[Stored items]

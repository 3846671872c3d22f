mod property_tests;

/// Route `log` output through the test harness; safe to call from every test.
pub(super) fn init_logging() {
    let _ = env_logger::builder().is_test(true).try_init();
}
//! Input-field planning and write-back for variables shown as a form.

use serde_json::{Map, Number, Value};
use std::fmt;

/// Objects with more keys than this are edited as JSON instead of one
/// input per key.
const MAX_INLINE_KEYS: usize = 5;
/// Text longer than this gets a multi-line editor.
const LONG_TEXT: usize = 50;

#[derive(Debug, Clone, Copy, PartialEq, Eq)]
pub enum InputKind {
    Text,
    Number,
    Boolean,
    Json,
}

#[derive(Debug, Clone, Copy, PartialEq, Eq)]
pub enum Widget {
    TextInput,
    TextArea,
    NumberInput,
    Checkbox,
    JsonEditor,
}

/// One input the front end should render.
#[derive(Debug, Clone, PartialEq)]
pub struct FormField {
    /// Dotted name used to write the value back, see [`set_nested_value`].
    pub name: String,
    pub label: String,
    pub kind: InputKind,
    pub widget: Widget,
    pub value: Value,
    /// Nesting level, for indentation.
    pub depth: usize,
}

#[derive(Debug, Clone, PartialEq)]
pub enum FormError {
    InvalidNumber(String),
    InvalidBoolean(String),
    InvalidJson { input: String, reason: String },
}

impl fmt::Display for FormError {
    fn fmt(&self, f: &mut fmt::Formatter<'_>) -> fmt::Result {
        match self {
            FormError::InvalidNumber(input) => write!(f, "'{}' is not a number", input),
            FormError::InvalidBoolean(input) => write!(f, "'{}' is not a boolean", input),
            FormError::InvalidJson { input, reason } => {
                write!(f, "invalid JSON {:.40?}: {}", input, reason)
            }
        }
    }
}

impl std::error::Error for FormError {}

/// The kind of input a value is edited with.
pub fn detect_kind(value: &Value) -> InputKind {
    match value {
        Value::Bool(_) => InputKind::Boolean,
        Value::Number(_) => InputKind::Number,
        Value::Object(_) | Value::Array(_) => InputKind::Json,
        Value::String(_) | Value::Null => InputKind::Text,
    }
}

fn is_primitive(value: &Value) -> bool {
    matches!(value, Value::String(_) | Value::Number(_) | Value::Bool(_))
}

/// Lay out inputs for every top-level variable of `values`, which is usually
/// an inferred table (`VariableTable::to_json_map`) or its reconciliation.
pub fn plan_form(values: &Map<String, Value>) -> Vec<FormField> {
    let mut fields = Vec::new();
    for (name, value) in values {
        fields_for(value, name, 0, &mut fields);
    }
    fields
}

fn fields_for(value: &Value, name: &str, depth: usize, out: &mut Vec<FormField>) {
    match value {
        Value::Array(_) => out.push(FormField {
            name: name.to_string(),
            label: format!("{} (Array)", name),
            kind: InputKind::Json,
            widget: Widget::JsonEditor,
            value: value.clone(),
            depth,
        }),
        Value::Object(map) if map.len() <= MAX_INLINE_KEYS && map.values().all(is_primitive) => {
            for (key, inner) in map {
                let full = if name.is_empty() {
                    key.clone()
                } else {
                    format!("{}.{}", name, key)
                };
                let (kind, widget) = match inner {
                    Value::Bool(_) => (InputKind::Boolean, Widget::Checkbox),
                    _ => (InputKind::Text, Widget::TextInput),
                };
                out.push(FormField {
                    label: full.clone(),
                    name: full,
                    kind,
                    widget,
                    value: inner.clone(),
                    depth: depth + 1,
                });
            }
        }
        Value::Object(_) => out.push(FormField {
            name: name.to_string(),
            label: format!("{} (Object)", name),
            kind: InputKind::Json,
            widget: Widget::JsonEditor,
            value: value.clone(),
            depth,
        }),
        _ => {
            let kind = detect_kind(value);
            let widget = match (kind, value) {
                (InputKind::Boolean, _) => Widget::Checkbox,
                (InputKind::Number, _) => Widget::NumberInput,
                (_, Value::String(s)) if s.chars().count() > LONG_TEXT => Widget::TextArea,
                _ => Widget::TextInput,
            };
            out.push(FormField {
                name: name.to_string(),
                label: name.to_string(),
                kind,
                widget,
                value: value.clone(),
                depth,
            });
        }
    }
}

/// Write `value` into `context` at a dotted `path` such as `user.address.city`.
///
/// Intermediates that are missing or not containers become `{}`. An array
/// indexed by a decimal key is padded with `null` up to that index and
/// descended into; any other key replaces it with `{}`.
pub fn set_nested_value(context: &mut Map<String, Value>, path: &str, value: Value) {
    let keys: Vec<&str> = path.split('.').collect();
    let Some((first, rest)) = keys.split_first() else {
        return;
    };
    let slot = context.entry(first.to_string()).or_insert(Value::Null);
    assign(slot, rest, value);
}

fn assign(slot: &mut Value, keys: &[&str], value: Value) {
    let Some((key, rest)) = keys.split_first() else {
        *slot = value;
        return;
    };

    if let Value::Array(items) = slot {
        if let Ok(idx) = key.parse::<usize>() {
            if idx >= items.len() {
                items.resize(idx + 1, Value::Null);
            }
            assign(&mut items[idx], rest, value);
            return;
        }
    }

    if !slot.is_object() {
        *slot = Value::Object(Map::new());
    }
    if let Value::Object(map) = slot {
        let child = map.entry(key.to_string()).or_insert(Value::Null);
        assign(child, rest, value);
    }
}

/// Turn raw input text into a typed value for `kind`.
///
/// An empty number field stays `""` so clearing an input does not invent a
/// zero.
pub fn coerce_input(kind: InputKind, raw: &str) -> Result<Value, FormError> {
    match kind {
        InputKind::Text => Ok(Value::String(raw.to_string())),
        InputKind::Boolean => match raw.trim().to_ascii_lowercase().as_str() {
            "true" | "on" | "1" | "checked" => Ok(Value::Bool(true)),
            "false" | "off" | "0" | "" => Ok(Value::Bool(false)),
            _ => Err(FormError::InvalidBoolean(raw.to_string())),
        },
        InputKind::Number => {
            let trimmed = raw.trim();
            if trimmed.is_empty() {
                return Ok(Value::String(String::new()));
            }
            if let Ok(i) = trimmed.parse::<i64>() {
                return Ok(Value::Number(i.into()));
            }
            trimmed
                .parse::<f64>()
                .ok()
                .and_then(Number::from_f64)
                .map(Value::Number)
                .ok_or_else(|| FormError::InvalidNumber(raw.to_string()))
        }
        InputKind::Json => serde_json::from_str(raw).map_err(|e| FormError::InvalidJson {
            input: raw.to_string(),
            reason: e.to_string(),
        }),
    }
}

#[cfg(test)]
mod tests {
    use super::*;
    use crate::inference::infer_variables;
    use serde_json::json;

    fn map(value: Value) -> Map<String, Value> {
        match value {
            Value::Object(map) => map,
            other => panic!("expected object, got {other}"),
        }
    }

    #[test]
    fn test_plan_from_inferred_table() {
        let table = infer_variables(
            "{{ title }} {% if published %}{% endif %} {% for t in tags %}{% endfor %} {{ author.name }}",
        );
        let fields = plan_form(&table.to_json_map());

        let summary: Vec<_> = fields
            .iter()
            .map(|f| (f.name.as_str(), f.widget, f.depth))
            .collect();
        assert_eq!(
            summary,
            vec![
                ("title", Widget::TextInput, 0),
                ("author.name", Widget::TextInput, 1),
                ("tags", Widget::JsonEditor, 0),
                ("published", Widget::Checkbox, 0),
            ]
        );
        assert_eq!(fields[2].label, "tags (Array)");
    }

    #[test]
    fn test_large_or_nested_object_uses_json_editor() {
        let values = map(json!({
            "wide": {"a": "", "b": "", "c": "", "d": "", "e": "", "f": ""},
            "deep": {"inner": {"x": ""}},
        }));
        let fields = plan_form(&values);
        assert_eq!(fields.len(), 2);
        assert!(fields.iter().all(|f| f.widget == Widget::JsonEditor));
        assert_eq!(fields[1].label, "deep (Object)");
    }

    #[test]
    fn test_scalar_widgets() {
        let long = "x".repeat(LONG_TEXT + 1);
        let values = map(json!({"n": 3, "flag": false, "bio": long, "nothing": null}));
        let widgets: Vec<_> = plan_form(&values).into_iter().map(|f| f.widget).collect();
        assert_eq!(
            widgets,
            vec![
                Widget::NumberInput,
                Widget::Checkbox,
                Widget::TextArea,
                Widget::TextInput
            ]
        );
    }

    #[test]
    fn test_empty_object_has_no_fields() {
        assert!(plan_form(&map(json!({"empty": {}}))).is_empty());
    }

    #[test]
    fn test_set_nested_value() {
        let mut ctx = map(json!({"user": {"name": "Ada"}, "title": "x"}));
        set_nested_value(&mut ctx, "user.address.city", json!("Paris"));
        set_nested_value(&mut ctx, "title.main", json!("Hi"));
        set_nested_value(&mut ctx, "count", json!(3));
        assert_eq!(
            Value::Object(ctx),
            json!({
                "user": {"name": "Ada", "address": {"city": "Paris"}},
                "title": {"main": "Hi"},
                "count": 3
            })
        );
    }

    #[test]
    fn test_set_nested_value_into_array() {
        let mut ctx = map(json!({"rows": [{"id": 1}, {"id": 2}]}));
        set_nested_value(&mut ctx, "rows.1.id", json!(7));
        assert_eq!(ctx["rows"], json!([{"id": 1}, {"id": 7}]));

        set_nested_value(&mut ctx, "rows.3", json!("x"));
        assert_eq!(ctx["rows"], json!([{"id": 1}, {"id": 7}, null, "x"]));

        set_nested_value(&mut ctx, "rows.5.id", json!(9));
        assert_eq!(ctx["rows"][4], Value::Null);
        assert_eq!(ctx["rows"][5], json!({"id": 9}));

        set_nested_value(&mut ctx, "rows.first", json!(1));
        assert_eq!(ctx["rows"], json!({"first": 1}));
    }

    #[test]
    fn test_coerce_input() {
        assert_eq!(coerce_input(InputKind::Text, " a "), Ok(json!(" a ")));
        assert_eq!(coerce_input(InputKind::Boolean, "On"), Ok(json!(true)));
        assert_eq!(coerce_input(InputKind::Boolean, ""), Ok(json!(false)));
        assert_eq!(coerce_input(InputKind::Number, "42"), Ok(json!(42)));
        assert_eq!(coerce_input(InputKind::Number, "2.5"), Ok(json!(2.5)));
        assert_eq!(coerce_input(InputKind::Number, ""), Ok(json!("")));
        assert_eq!(
            coerce_input(InputKind::Json, r#"{"a": [1]}"#),
            Ok(json!({"a": [1]}))
        );
    }

    #[test]
    fn test_coerce_input_errors() {
        assert_eq!(
            coerce_input(InputKind::Number, "abc"),
            Err(FormError::InvalidNumber("abc".into()))
        );
        assert_eq!(
            coerce_input(InputKind::Number, "NaN"),
            Err(FormError::InvalidNumber("NaN".into()))
        );
        assert_eq!(
            coerce_input(InputKind::Boolean, "maybe"),
            Err(FormError::InvalidBoolean("maybe".into()))
        );
        let err = coerce_input(InputKind::Json, "{oops").unwrap_err();
        assert!(matches!(err, FormError::InvalidJson { .. }));
        assert!(err.to_string().starts_with("invalid JSON"));
    }
}
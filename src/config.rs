use crate::keywords::is_keyword;
use std::collections::HashSet;

/// Knobs for [`Inferencer`](crate::Inferencer).
#[derive(Debug, Clone)]
pub struct InferConfig {
    /// Additional names never treated as variables, stored lowercased.
    pub extra_keywords: HashSet<String>,
    /// Entries used as the sample object for `for k, v in x.items()` loops.
    pub dict_sample: Vec<(String, String)>,
    /// Largest literal index the indexed-access pass will pad an array to.
    pub max_array_index: usize,
}

impl Default for InferConfig {
    fn default() -> Self {
        Self {
            extra_keywords: HashSet::new(),
            dict_sample: vec![
                ("key1".to_string(), "value1".to_string()),
                ("key2".to_string(), "value2".to_string()),
            ],
            max_array_index: 1024,
        }
    }
}

impl InferConfig {
    pub fn new() -> Self {
        Self::default()
    }

    /// Treat `name` as a keyword, e.g. a global function the renderer
    /// injects.
    pub fn with_keyword(mut self, name: impl Into<String>) -> Self {
        self.extra_keywords.insert(name.into().to_ascii_lowercase());
        self
    }

    pub fn with_keywords<I, S>(mut self, names: I) -> Self
    where
        I: IntoIterator<Item = S>,
        S: Into<String>,
    {
        self.extra_keywords
            .extend(names.into_iter().map(|n| n.into().to_ascii_lowercase()));
        self
    }

    pub fn with_dict_sample<I, K, V>(mut self, entries: I) -> Self
    where
        I: IntoIterator<Item = (K, V)>,
        K: Into<String>,
        V: Into<String>,
    {
        self.dict_sample = entries
            .into_iter()
            .map(|(k, v)| (k.into(), v.into()))
            .collect();
        self
    }

    pub fn with_max_array_index(mut self, max: usize) -> Self {
        self.max_array_index = max;
        self
    }

    /// Built-in keyword or one of `extra_keywords`.
    pub fn is_excluded(&self, name: &str) -> bool {
        is_keyword(name)
            || (!self.extra_keywords.is_empty()
                && self.extra_keywords.contains(&name.to_ascii_lowercase()))
    }
}
//! Multi-pass variable shape inference.
//!
//! Every pass is an independent regex scan over the full template that folds
//! its findings into one [`Accumulator`]. Pass order only decides which shape
//! wins under the merge policy; which names count as referenced does not
//! depend on it. Names that were recorded but never read (the left-hand
//! side of `set`) are dropped at the end.

mod passes;

use crate::config::InferConfig;
use crate::table::{Accumulator, VariableTable};
use log::debug;

type Pass = fn(&str, &InferConfig, &mut Accumulator);

const PASSES: [(&str, Pass); 7] = [
    ("assignment", passes::assignments),
    ("output", passes::outputs),
    ("loop", passes::loops),
    ("dict-loop", passes::dict_loops),
    ("condition", passes::conditions),
    ("indexed-access", passes::indexed_access),
    ("loop-item-properties", passes::loop_item_properties),
];

/// Infers the JSON shape of the variables a template reads.
///
/// Holds only configuration; every call to [`infer`](Self::infer) starts
/// from scratch, so one instance can be shared across threads.
#[derive(Debug, Clone, Default)]
pub struct Inferencer {
    config: InferConfig,
}

impl Inferencer {
    pub fn new() -> Self {
        Self::default()
    }

    pub fn with_config(config: InferConfig) -> Self {
        Self { config }
    }

    pub fn config(&self) -> &InferConfig {
        &self.config
    }

    /// Run all passes over `template`. Never fails: text the heuristics do
    /// not recognize simply contributes nothing.
    pub fn infer(&self, template: &str) -> VariableTable {
        let mut acc = Accumulator::default();

        for (name, pass) in PASSES {
            pass(template, &self.config, &mut acc);
            debug!(
                "after {} pass: {} shapes, {} referenced",
                name,
                acc.table.len(),
                acc.referenced.len()
            );
        }

        let table = acc.finish();
        debug!("inferred {} variables", table.len());
        table
    }
}

/// Infer with the default configuration.
///
/// ```
/// use jinja_infer::infer_variables;
///
/// let vars = infer_variables("Hello {{ user.name }}!");
/// assert_eq!(vars.to_string(), r#"{"user":{"name":""}}"#);
/// ```
pub fn infer_variables(template: &str) -> VariableTable {
    Inferencer::default().infer(template)
}

#[cfg(test)]
mod tests;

* About this task: Only the lines from the one containing "pub fn infer_variables(template: &str)" through the final line above should be duplicated, exactly as they stand.

* Solved exercise:
pub fn infer_variables(template: &str) -> VariableTable {
    Inferencer::default().infer(template)
}

#[cfg(test)]
mod tests;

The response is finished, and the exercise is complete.